---------- Extracted records ----------

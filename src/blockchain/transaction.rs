use serde::{Deserialize, Serialize};
use sha2::{Digest, Sha256};
use thiserror::Error;

use super::chain::{Blockchain, BlockchainError};
use super::crypto::{hash_pub_key, CryptoError, KeyPair, SignatureVerifier};
use super::encoding::put_field;

/// Value created by a coinbase transaction
pub const COINBASE_REWARD: u64 = 100;

/// Output index carried by the single input of a coinbase transaction
pub const COINBASE_OUT_IDX: i64 = -1;

/// Errors that can occur during transaction operations
#[derive(Debug, Error)]
pub enum TransactionError {
    #[error("Insufficient funds: required {required}, available {available}")]
    InsufficientFunds { required: u64, available: u64 },

    #[error("Invalid amount: {0}")]
    InvalidAmount(String),

    #[error("Crypto error: {0}")]
    CryptoError(#[from] CryptoError),
}

/// Reference to an output of an earlier transaction, plus the proof that the
/// spender owns it
#[derive(Debug, Clone, PartialEq, Eq, Serialize, Deserialize)]
pub struct TxInput {
    /// Hash of the transaction whose output is spent; empty for coinbase
    pub prev_tx_hash: Vec<u8>,

    /// Index of the spent output; -1 for coinbase
    pub out_idx: i64,

    /// Signature over the trimmed transaction, or free-form data for coinbase
    pub signature: Vec<u8>,

    /// Raw public key of the spender; empty for coinbase
    pub pub_key: Vec<u8>,
}

impl TxInput {
    /// True if this input was signed with the key behind `pub_key_hash`
    pub fn uses_key(&self, pub_key_hash: &[u8]) -> bool {
        hash_pub_key(&self.pub_key) == pub_key_hash
    }
}

/// An amount locked to the hash of a public key
#[derive(Debug, Clone, PartialEq, Eq, Serialize, Deserialize)]
pub struct TxOutput {
    pub value: u64,
    pub pub_key_hash: Vec<u8>,
}

impl TxOutput {
    pub fn new(value: u64, pub_key_hash: &[u8]) -> Self {
        TxOutput {
            value,
            pub_key_hash: pub_key_hash.to_vec(),
        }
    }

    pub fn is_locked_with(&self, pub_key_hash: &[u8]) -> bool {
        self.pub_key_hash == pub_key_hash
    }
}

/// A value transfer: inputs spend earlier outputs, outputs lock new value
#[derive(Debug, Clone, PartialEq, Eq, Serialize, Deserialize)]
pub struct Transaction {
    /// Content hash of the transaction (all fields except itself)
    pub hash_id: Vec<u8>,
    pub inputs: Vec<TxInput>,
    pub outputs: Vec<TxOutput>,
}

impl Transaction {
    /// Creates a coinbase transaction paying the fixed reward to `recipient`
    ///
    /// # Arguments
    ///
    /// * `recipient` - Public key hash of the receiver
    /// * `data` - Arbitrary payload stored in place of a signature; a default
    ///   message naming the recipient is used when empty
    ///
    /// # Returns
    ///
    /// A new Transaction with its hash id set
    pub fn new_coinbase(recipient: &[u8], data: &str) -> Self {
        let data = if data.is_empty() {
            format!("Coins to {}", hex::encode(recipient))
        } else {
            data.to_string()
        };

        let input = TxInput {
            prev_tx_hash: Vec::new(),
            out_idx: COINBASE_OUT_IDX,
            signature: data.into_bytes(),
            pub_key: Vec::new(),
        };

        let mut transaction = Transaction {
            hash_id: Vec::new(),
            inputs: vec![input],
            outputs: vec![TxOutput::new(COINBASE_REWARD, recipient)],
        };
        transaction.set_hash_id();
        transaction
    }

    /// Creates a signed transfer of `amount` from `sender` to `recipient`
    ///
    /// Spendable outputs of the sender are collected from the chain until
    /// they cover `amount`; any excess is returned to the sender as a second
    /// "change" output.
    ///
    /// # Arguments
    ///
    /// * `sender` - The key that owns the spent outputs and signs the inputs
    /// * `recipient` - Public key hash of the receiver
    /// * `amount` - The amount to transfer
    /// * `chain` - The chain to collect spendable outputs from
    ///
    /// # Returns
    ///
    /// The signed transaction, or `InsufficientFunds` if the sender's
    /// spendable outputs fall short
    pub fn new_transfer(
        sender: &dyn KeyPair,
        recipient: &[u8],
        amount: u64,
        chain: &Blockchain,
    ) -> Result<Self, BlockchainError> {
        if amount == 0 {
            return Err(TransactionError::InvalidAmount("Amount must be positive".to_string()).into());
        }

        let sender_pub_key = sender.public_key();
        let sender_hash = hash_pub_key(&sender_pub_key);

        let (accumulated, spendable) = chain.find_spendable_outputs(&sender_hash, amount)?;
        if accumulated < amount {
            return Err(TransactionError::InsufficientFunds {
                required: amount,
                available: accumulated,
            }
            .into());
        }

        let mut inputs = Vec::new();
        for (prev_tx_hash, out_idxs) in spendable {
            for out_idx in out_idxs {
                inputs.push(TxInput {
                    prev_tx_hash: prev_tx_hash.clone(),
                    out_idx,
                    signature: Vec::new(),
                    pub_key: sender_pub_key.clone(),
                });
            }
        }

        let mut outputs = vec![TxOutput::new(amount, recipient)];
        if accumulated > amount {
            outputs.push(TxOutput::new(accumulated - amount, &sender_hash));
        }

        let mut transaction = Transaction {
            hash_id: Vec::new(),
            inputs,
            outputs,
        };
        transaction.sign(sender)?;
        transaction.set_hash_id();

        Ok(transaction)
    }

    /// Content hash over every field except `hash_id`
    pub fn hash(&self) -> Vec<u8> {
        let mut hasher = Sha256::new();

        hasher.update((self.inputs.len() as u64).to_be_bytes());
        for input in &self.inputs {
            put_field(&mut hasher, &input.prev_tx_hash);
            hasher.update(input.out_idx.to_be_bytes());
            put_field(&mut hasher, &input.signature);
            put_field(&mut hasher, &input.pub_key);
        }

        hasher.update((self.outputs.len() as u64).to_be_bytes());
        for output in &self.outputs {
            hasher.update(output.value.to_be_bytes());
            put_field(&mut hasher, &output.pub_key_hash);
        }

        hasher.finalize().to_vec()
    }

    /// Recomputes and stores the content hash
    pub fn set_hash_id(&mut self) {
        self.hash_id = self.hash();
    }

    /// A coinbase has exactly one input, with no previous transaction and
    /// output index -1
    pub fn is_coinbase(&self) -> bool {
        self.inputs.len() == 1
            && self.inputs[0].prev_tx_hash.is_empty()
            && self.inputs[0].out_idx == COINBASE_OUT_IDX
    }

    /// Copy with every signature and public key stripped; its hash id is the
    /// message that gets signed and verified
    pub fn trimmed_copy(&self) -> Transaction {
        let inputs = self
            .inputs
            .iter()
            .map(|input| TxInput {
                prev_tx_hash: input.prev_tx_hash.clone(),
                out_idx: input.out_idx,
                signature: Vec::new(),
                pub_key: Vec::new(),
            })
            .collect();

        let mut copy = Transaction {
            hash_id: Vec::new(),
            inputs,
            outputs: self.outputs.clone(),
        };
        copy.set_hash_id();
        copy
    }

    /// Signs every input with `key`. Coinbase transactions are left untouched.
    pub fn sign(&mut self, key: &dyn KeyPair) -> Result<(), TransactionError> {
        if self.is_coinbase() {
            return Ok(());
        }

        let message = self.trimmed_copy().hash_id;
        for input in &mut self.inputs {
            input.signature = key.sign(&message)?;
        }

        Ok(())
    }

    /// Checks every input's signature against its public key over the
    /// trimmed copy. Always true for coinbase.
    pub fn verify(&self, verifier: &dyn SignatureVerifier) -> bool {
        if self.is_coinbase() {
            return true;
        }

        let message = self.trimmed_copy().hash_id;
        self.inputs
            .iter()
            .all(|input| verifier.verify(&input.pub_key, &message, &input.signature))
    }

    /// Sum of all output values, or `None` if it does not fit in a u64
    pub fn output_total(&self) -> Option<u64> {
        self.outputs
            .iter()
            .try_fold(0u64, |total, output| total.checked_add(output.value))
    }
}

#[cfg(test)]
mod tests {
    use super::*;
    use crate::blockchain::crypto::{Ed25519Verifier, Wallet};

    fn signed_transfer(sender: &Wallet, recipient: &Wallet) -> Transaction {
        let mut transaction = Transaction {
            hash_id: Vec::new(),
            inputs: vec![
                TxInput {
                    prev_tx_hash: vec![1u8; 32],
                    out_idx: 0,
                    signature: Vec::new(),
                    pub_key: sender.public_key(),
                },
                TxInput {
                    prev_tx_hash: vec![2u8; 32],
                    out_idx: 1,
                    signature: Vec::new(),
                    pub_key: sender.public_key(),
                },
            ],
            outputs: vec![
                TxOutput::new(30, &recipient.pub_key_hash()),
                TxOutput::new(70, &sender.pub_key_hash()),
            ],
        };
        transaction.sign(sender).unwrap();
        transaction.set_hash_id();
        transaction
    }

    #[test]
    fn test_coinbase_transaction() {
        let miner = Wallet::new();
        let transaction = Transaction::new_coinbase(&miner.pub_key_hash(), "");

        assert!(transaction.is_coinbase());
        assert_eq!(transaction.outputs.len(), 1);
        assert_eq!(transaction.outputs[0].value, COINBASE_REWARD);
        assert!(transaction.outputs[0].is_locked_with(&miner.pub_key_hash()));
        assert_eq!(transaction.hash_id, transaction.hash());
        assert!(transaction.verify(&Ed25519Verifier));
    }

    #[test]
    fn test_coinbase_data_changes_hash() {
        let recipient = [5u8; 20];
        let first = Transaction::new_coinbase(&recipient, "one");
        let second = Transaction::new_coinbase(&recipient, "two");

        assert_ne!(first.hash_id, second.hash_id);
    }

    #[test]
    fn test_is_coinbase_identity() {
        let sender = Wallet::new();
        let recipient = Wallet::new();
        assert!(!signed_transfer(&sender, &recipient).is_coinbase());

        let mut two_inputs = Transaction::new_coinbase(&[1u8; 20], "x");
        two_inputs.inputs.push(two_inputs.inputs[0].clone());
        assert!(!two_inputs.is_coinbase());

        let mut real_reference = Transaction::new_coinbase(&[1u8; 20], "x");
        real_reference.inputs[0].prev_tx_hash = vec![4u8; 32];
        assert!(!real_reference.is_coinbase());

        let mut real_index = Transaction::new_coinbase(&[1u8; 20], "x");
        real_index.inputs[0].out_idx = 0;
        assert!(!real_index.is_coinbase());
    }

    #[test]
    fn test_trimmed_copy_strips_signatures() {
        let sender = Wallet::new();
        let recipient = Wallet::new();
        let transaction = signed_transfer(&sender, &recipient);
        let trimmed = transaction.trimmed_copy();

        assert!(trimmed
            .inputs
            .iter()
            .all(|input| input.signature.is_empty() && input.pub_key.is_empty()));
        assert_eq!(trimmed.outputs, transaction.outputs);
        assert_eq!(trimmed.hash_id, trimmed.hash());
    }

    #[test]
    fn test_sign_and_verify() {
        let sender = Wallet::new();
        let recipient = Wallet::new();
        let transaction = signed_transfer(&sender, &recipient);

        assert!(transaction.inputs.iter().all(|input| !input.signature.is_empty()));
        assert!(transaction.verify(&Ed25519Verifier));
    }

    #[test]
    fn test_verify_fails_after_tampering() {
        let sender = Wallet::new();
        let recipient = Wallet::new();
        let original = signed_transfer(&sender, &recipient);

        let mut output_changed = original.clone();
        output_changed.outputs[0].value += 1;
        assert!(!output_changed.verify(&Ed25519Verifier));

        let mut lock_changed = original.clone();
        lock_changed.outputs[1].pub_key_hash[0] ^= 0x01;
        assert!(!lock_changed.verify(&Ed25519Verifier));

        let mut index_changed = original.clone();
        index_changed.inputs[1].out_idx = 2;
        assert!(!index_changed.verify(&Ed25519Verifier));

        let mut signature_changed = original.clone();
        signature_changed.inputs[0].signature[0] ^= 0x01;
        assert!(!signature_changed.verify(&Ed25519Verifier));
    }

    #[test]
    fn test_verify_fails_with_foreign_key() {
        let sender = Wallet::new();
        let recipient = Wallet::new();
        let mut transaction = signed_transfer(&sender, &recipient);

        // Signed by the recipient while claiming the sender's key
        transaction.sign(&recipient).unwrap();
        assert!(!transaction.verify(&Ed25519Verifier));
    }

    #[test]
    fn test_sign_coinbase_is_noop() {
        let signer = Wallet::new();
        let mut transaction = Transaction::new_coinbase(&[3u8; 20], "reward");
        let before = transaction.clone();

        transaction.sign(&signer).unwrap();
        assert_eq!(transaction, before);
    }

    #[test]
    fn test_uses_key() {
        let sender = Wallet::new();
        let recipient = Wallet::new();
        let transaction = signed_transfer(&sender, &recipient);

        assert!(transaction.inputs[0].uses_key(&sender.pub_key_hash()));
        assert!(!transaction.inputs[0].uses_key(&recipient.pub_key_hash()));
        assert_eq!(transaction.output_total(), Some(100));
    }

    #[test]
    fn test_output_total_overflow() {
        let sender = Wallet::new();
        let recipient = Wallet::new();
        let mut transaction = signed_transfer(&sender, &recipient);
        transaction.outputs[0].value = u64::MAX;

        assert_eq!(transaction.output_total(), None);
    }
}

----------

▶ [Task requirements] Repeat the entries above exactly, beginning at their first line and ending with the line that contains "pub const COINBASE_OUT_IDX: i64 = -1;", with nothing added.

▶ [Final answer]
filename src/blockchain/transaction.rs
use serde::{Deserialize, Serialize};
use sha2::{Digest, Sha256};
use thiserror::Error;

use super::chain::{Blockchain, BlockchainError};
use super::crypto::{hash_pub_key, CryptoError, KeyPair, SignatureVerifier};
use super::encoding::put_field;

/// Value created by a coinbase transaction
pub const COINBASE_REWARD: u64 = 100;

/// Output index carried by the single input of a coinbase transaction
pub const COINBASE_OUT_IDX: i64 = -1;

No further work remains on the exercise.